**EXERCISE OBJECTIVE**
Search the entries for lines that contain the word "cliente", and report each one found.

=== EXERCISE DATA ===

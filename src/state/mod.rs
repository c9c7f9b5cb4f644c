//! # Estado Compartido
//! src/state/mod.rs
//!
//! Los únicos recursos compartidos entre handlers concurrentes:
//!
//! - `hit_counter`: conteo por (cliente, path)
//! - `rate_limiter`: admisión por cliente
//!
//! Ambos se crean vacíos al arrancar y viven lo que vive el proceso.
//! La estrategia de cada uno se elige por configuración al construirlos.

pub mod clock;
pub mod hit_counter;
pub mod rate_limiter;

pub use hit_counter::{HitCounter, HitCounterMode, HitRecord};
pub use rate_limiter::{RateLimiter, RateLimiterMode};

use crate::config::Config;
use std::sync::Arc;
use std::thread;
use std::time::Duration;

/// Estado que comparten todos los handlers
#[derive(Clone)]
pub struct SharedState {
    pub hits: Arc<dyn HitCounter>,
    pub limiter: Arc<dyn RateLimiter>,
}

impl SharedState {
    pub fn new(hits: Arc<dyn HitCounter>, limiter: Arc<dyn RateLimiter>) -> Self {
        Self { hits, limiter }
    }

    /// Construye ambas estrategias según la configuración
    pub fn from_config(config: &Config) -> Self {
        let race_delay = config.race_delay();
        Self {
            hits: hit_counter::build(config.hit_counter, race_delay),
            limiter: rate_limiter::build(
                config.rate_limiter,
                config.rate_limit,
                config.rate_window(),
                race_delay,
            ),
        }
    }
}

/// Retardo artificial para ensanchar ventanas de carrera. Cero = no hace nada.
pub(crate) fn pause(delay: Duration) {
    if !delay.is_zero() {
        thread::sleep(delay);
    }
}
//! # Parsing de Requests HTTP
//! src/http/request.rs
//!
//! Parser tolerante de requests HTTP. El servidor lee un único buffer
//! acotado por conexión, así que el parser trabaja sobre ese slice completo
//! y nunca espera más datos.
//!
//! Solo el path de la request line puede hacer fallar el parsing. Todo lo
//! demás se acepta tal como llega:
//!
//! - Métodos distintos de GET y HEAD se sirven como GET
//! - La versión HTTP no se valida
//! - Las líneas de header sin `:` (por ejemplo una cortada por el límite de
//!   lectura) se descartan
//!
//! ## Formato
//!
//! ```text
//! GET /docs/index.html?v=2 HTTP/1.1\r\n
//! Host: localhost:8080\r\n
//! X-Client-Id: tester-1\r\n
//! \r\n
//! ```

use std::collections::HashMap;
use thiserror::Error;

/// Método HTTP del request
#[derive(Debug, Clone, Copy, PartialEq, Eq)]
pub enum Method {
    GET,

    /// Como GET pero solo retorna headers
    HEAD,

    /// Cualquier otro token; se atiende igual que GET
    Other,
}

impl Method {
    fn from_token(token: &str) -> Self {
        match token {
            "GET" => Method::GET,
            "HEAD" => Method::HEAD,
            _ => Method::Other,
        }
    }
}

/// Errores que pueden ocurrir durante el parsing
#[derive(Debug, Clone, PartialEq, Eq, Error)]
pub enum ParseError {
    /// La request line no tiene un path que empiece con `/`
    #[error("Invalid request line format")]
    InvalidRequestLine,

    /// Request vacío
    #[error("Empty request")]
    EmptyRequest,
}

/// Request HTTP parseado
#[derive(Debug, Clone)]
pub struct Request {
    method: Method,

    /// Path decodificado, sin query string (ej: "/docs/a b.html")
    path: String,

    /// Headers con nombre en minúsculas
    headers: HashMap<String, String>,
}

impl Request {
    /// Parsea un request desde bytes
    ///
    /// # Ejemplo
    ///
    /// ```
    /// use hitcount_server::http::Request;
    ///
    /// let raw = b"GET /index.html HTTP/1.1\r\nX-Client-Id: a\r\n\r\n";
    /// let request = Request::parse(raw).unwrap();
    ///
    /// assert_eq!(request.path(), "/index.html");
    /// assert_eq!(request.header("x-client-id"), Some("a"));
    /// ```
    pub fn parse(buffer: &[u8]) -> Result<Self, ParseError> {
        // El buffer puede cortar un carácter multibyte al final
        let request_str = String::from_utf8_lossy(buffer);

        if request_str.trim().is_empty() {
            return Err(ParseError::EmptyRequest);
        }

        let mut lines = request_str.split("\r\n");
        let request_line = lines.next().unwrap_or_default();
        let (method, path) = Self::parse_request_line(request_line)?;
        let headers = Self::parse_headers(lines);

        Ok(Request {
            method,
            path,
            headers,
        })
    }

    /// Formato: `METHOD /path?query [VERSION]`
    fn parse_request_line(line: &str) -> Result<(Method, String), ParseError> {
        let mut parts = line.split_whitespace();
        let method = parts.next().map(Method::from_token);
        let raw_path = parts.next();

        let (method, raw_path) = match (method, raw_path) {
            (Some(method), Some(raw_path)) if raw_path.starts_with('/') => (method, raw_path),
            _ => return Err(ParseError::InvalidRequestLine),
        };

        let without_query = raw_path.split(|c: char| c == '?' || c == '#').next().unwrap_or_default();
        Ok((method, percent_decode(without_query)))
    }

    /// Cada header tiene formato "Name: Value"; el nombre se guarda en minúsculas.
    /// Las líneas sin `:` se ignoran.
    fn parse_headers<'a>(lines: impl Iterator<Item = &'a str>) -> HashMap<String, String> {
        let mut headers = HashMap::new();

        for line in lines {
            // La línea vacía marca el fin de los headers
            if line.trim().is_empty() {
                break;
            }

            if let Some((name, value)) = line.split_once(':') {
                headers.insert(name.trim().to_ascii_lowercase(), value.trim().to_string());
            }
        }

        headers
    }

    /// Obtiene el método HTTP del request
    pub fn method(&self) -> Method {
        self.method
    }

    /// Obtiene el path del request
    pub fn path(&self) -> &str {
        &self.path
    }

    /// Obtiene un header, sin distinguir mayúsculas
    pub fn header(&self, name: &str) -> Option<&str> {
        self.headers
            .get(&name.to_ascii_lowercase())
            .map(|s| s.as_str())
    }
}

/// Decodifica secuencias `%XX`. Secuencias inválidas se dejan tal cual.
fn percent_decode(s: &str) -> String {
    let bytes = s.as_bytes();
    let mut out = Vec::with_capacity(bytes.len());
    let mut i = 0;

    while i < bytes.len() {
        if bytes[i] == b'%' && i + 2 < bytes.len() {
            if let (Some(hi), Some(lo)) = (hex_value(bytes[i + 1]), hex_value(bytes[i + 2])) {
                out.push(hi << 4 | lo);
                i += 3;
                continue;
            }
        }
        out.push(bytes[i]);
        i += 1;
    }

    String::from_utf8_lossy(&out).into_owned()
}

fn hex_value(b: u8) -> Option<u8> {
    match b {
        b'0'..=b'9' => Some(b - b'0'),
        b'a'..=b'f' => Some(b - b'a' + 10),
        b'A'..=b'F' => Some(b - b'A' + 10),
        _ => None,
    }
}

===

**ANSWER AREA**
//! - `hit_counter`: conteo por (cliente, path)
//! - `rate_limiter`: admisión por cliente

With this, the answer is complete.